▸ **Exercise**: Wherever a line holds the word "users", copy that line from the data.

▸ **Given entries**:
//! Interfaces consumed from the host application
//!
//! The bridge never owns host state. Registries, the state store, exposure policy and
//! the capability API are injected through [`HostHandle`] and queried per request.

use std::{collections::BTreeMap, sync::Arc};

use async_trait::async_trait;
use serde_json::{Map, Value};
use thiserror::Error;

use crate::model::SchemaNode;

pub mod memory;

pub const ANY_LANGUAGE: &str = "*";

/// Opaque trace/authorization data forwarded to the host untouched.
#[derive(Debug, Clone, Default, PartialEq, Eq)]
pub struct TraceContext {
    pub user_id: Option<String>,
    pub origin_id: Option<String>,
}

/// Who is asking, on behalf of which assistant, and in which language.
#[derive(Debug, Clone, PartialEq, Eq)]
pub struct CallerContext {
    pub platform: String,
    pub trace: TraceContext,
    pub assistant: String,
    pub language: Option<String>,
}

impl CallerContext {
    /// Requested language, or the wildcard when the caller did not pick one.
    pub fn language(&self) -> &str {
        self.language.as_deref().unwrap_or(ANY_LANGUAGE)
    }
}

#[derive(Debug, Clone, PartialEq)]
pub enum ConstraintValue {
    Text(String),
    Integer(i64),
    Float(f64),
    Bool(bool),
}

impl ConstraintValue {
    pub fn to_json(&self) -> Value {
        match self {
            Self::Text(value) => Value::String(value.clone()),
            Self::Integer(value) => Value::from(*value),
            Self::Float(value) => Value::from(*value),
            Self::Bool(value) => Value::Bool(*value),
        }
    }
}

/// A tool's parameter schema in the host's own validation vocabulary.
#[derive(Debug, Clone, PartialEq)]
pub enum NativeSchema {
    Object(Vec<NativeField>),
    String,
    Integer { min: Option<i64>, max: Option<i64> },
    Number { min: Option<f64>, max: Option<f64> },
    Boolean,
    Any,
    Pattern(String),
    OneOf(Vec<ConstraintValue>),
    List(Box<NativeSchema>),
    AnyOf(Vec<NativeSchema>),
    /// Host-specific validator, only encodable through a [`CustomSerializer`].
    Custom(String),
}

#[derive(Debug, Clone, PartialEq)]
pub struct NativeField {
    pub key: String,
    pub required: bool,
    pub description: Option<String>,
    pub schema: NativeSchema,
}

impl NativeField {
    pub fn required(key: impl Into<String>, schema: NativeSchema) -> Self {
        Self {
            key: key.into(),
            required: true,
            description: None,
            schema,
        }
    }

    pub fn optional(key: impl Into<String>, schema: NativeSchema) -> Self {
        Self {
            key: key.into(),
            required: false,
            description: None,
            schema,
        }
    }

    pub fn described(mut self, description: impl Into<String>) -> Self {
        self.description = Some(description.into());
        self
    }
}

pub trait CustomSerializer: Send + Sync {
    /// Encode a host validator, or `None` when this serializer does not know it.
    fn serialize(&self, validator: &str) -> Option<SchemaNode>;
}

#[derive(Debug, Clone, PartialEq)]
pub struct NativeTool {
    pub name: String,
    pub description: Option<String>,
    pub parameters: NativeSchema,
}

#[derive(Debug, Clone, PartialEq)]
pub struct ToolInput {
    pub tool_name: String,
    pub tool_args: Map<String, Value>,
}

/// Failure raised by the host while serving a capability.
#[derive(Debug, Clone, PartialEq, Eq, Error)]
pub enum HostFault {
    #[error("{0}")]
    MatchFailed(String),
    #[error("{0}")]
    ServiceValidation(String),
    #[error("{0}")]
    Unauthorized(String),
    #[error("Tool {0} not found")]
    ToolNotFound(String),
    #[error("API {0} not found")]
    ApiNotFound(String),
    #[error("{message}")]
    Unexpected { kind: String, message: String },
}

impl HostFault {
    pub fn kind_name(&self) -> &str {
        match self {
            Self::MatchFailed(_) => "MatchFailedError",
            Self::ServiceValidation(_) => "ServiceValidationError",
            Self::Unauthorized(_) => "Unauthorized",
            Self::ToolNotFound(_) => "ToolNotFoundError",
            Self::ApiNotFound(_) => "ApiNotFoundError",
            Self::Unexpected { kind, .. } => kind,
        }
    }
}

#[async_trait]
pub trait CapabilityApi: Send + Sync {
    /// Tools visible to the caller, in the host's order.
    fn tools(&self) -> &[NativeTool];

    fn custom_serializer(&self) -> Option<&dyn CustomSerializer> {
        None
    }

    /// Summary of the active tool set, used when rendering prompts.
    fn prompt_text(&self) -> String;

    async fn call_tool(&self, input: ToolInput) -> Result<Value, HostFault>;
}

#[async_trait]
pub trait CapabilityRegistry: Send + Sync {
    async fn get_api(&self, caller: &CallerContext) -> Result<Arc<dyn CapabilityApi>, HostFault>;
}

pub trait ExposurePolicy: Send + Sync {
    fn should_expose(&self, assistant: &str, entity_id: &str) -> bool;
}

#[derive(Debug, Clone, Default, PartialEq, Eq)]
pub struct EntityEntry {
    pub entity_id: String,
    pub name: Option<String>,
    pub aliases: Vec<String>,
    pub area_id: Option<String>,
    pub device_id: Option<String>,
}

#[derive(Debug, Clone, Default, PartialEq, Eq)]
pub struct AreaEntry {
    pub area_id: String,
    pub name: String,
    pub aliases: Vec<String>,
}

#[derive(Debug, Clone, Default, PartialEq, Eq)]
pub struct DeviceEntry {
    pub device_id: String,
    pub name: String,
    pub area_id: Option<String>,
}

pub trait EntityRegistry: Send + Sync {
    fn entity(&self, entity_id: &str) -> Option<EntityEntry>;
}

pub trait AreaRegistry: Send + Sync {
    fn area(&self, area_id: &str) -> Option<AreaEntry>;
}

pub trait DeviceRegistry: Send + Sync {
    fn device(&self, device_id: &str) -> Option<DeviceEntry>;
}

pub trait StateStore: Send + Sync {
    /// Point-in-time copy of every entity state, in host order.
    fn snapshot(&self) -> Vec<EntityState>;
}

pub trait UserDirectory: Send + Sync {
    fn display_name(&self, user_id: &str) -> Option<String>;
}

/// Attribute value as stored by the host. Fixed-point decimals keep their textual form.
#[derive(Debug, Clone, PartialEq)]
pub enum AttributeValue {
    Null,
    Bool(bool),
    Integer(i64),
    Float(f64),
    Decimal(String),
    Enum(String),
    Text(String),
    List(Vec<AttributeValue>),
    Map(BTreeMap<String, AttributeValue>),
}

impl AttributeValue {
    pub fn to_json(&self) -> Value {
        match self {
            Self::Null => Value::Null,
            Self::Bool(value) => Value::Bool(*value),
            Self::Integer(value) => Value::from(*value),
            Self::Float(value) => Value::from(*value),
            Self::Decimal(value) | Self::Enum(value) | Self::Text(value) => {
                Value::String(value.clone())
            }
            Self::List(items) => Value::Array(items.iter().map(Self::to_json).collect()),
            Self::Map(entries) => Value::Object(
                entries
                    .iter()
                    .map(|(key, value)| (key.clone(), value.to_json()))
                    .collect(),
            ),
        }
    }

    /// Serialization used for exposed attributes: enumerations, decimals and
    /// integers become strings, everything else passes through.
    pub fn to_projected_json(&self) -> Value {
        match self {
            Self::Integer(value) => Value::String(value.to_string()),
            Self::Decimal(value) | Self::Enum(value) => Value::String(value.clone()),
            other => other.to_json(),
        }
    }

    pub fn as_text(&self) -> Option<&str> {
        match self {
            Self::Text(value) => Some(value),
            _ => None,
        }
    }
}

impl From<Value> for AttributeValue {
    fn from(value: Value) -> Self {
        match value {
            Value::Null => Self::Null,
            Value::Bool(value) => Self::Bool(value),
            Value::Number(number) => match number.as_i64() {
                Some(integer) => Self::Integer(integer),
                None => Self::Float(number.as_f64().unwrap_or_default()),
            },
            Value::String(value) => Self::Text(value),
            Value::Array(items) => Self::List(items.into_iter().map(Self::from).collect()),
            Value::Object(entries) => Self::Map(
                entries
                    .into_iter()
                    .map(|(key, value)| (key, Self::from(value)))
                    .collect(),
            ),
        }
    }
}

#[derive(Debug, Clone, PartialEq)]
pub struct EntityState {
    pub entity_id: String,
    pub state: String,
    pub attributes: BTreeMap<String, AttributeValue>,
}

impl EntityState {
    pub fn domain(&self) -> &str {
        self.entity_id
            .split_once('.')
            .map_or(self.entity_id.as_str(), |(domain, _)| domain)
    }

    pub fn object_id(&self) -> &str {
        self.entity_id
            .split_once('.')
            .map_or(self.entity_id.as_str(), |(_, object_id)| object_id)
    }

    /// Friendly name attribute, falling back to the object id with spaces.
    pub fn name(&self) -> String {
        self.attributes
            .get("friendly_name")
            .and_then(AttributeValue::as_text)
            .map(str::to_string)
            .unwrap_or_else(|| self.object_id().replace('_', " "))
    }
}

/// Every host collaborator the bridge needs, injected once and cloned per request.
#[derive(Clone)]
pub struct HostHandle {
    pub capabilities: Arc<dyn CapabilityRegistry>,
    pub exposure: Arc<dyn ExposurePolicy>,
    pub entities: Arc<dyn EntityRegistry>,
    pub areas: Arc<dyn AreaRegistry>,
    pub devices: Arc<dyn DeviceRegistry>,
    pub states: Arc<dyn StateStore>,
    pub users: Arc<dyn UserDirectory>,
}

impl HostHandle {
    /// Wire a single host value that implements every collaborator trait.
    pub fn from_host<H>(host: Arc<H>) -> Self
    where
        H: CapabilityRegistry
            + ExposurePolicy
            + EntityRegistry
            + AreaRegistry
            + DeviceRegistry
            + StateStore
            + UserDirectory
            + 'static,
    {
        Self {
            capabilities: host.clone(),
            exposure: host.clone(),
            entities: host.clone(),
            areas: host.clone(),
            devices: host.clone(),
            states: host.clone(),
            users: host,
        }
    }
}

▸ **Response to this exercise**:
    pub users: Arc<dyn UserDirectory>,
            users: host,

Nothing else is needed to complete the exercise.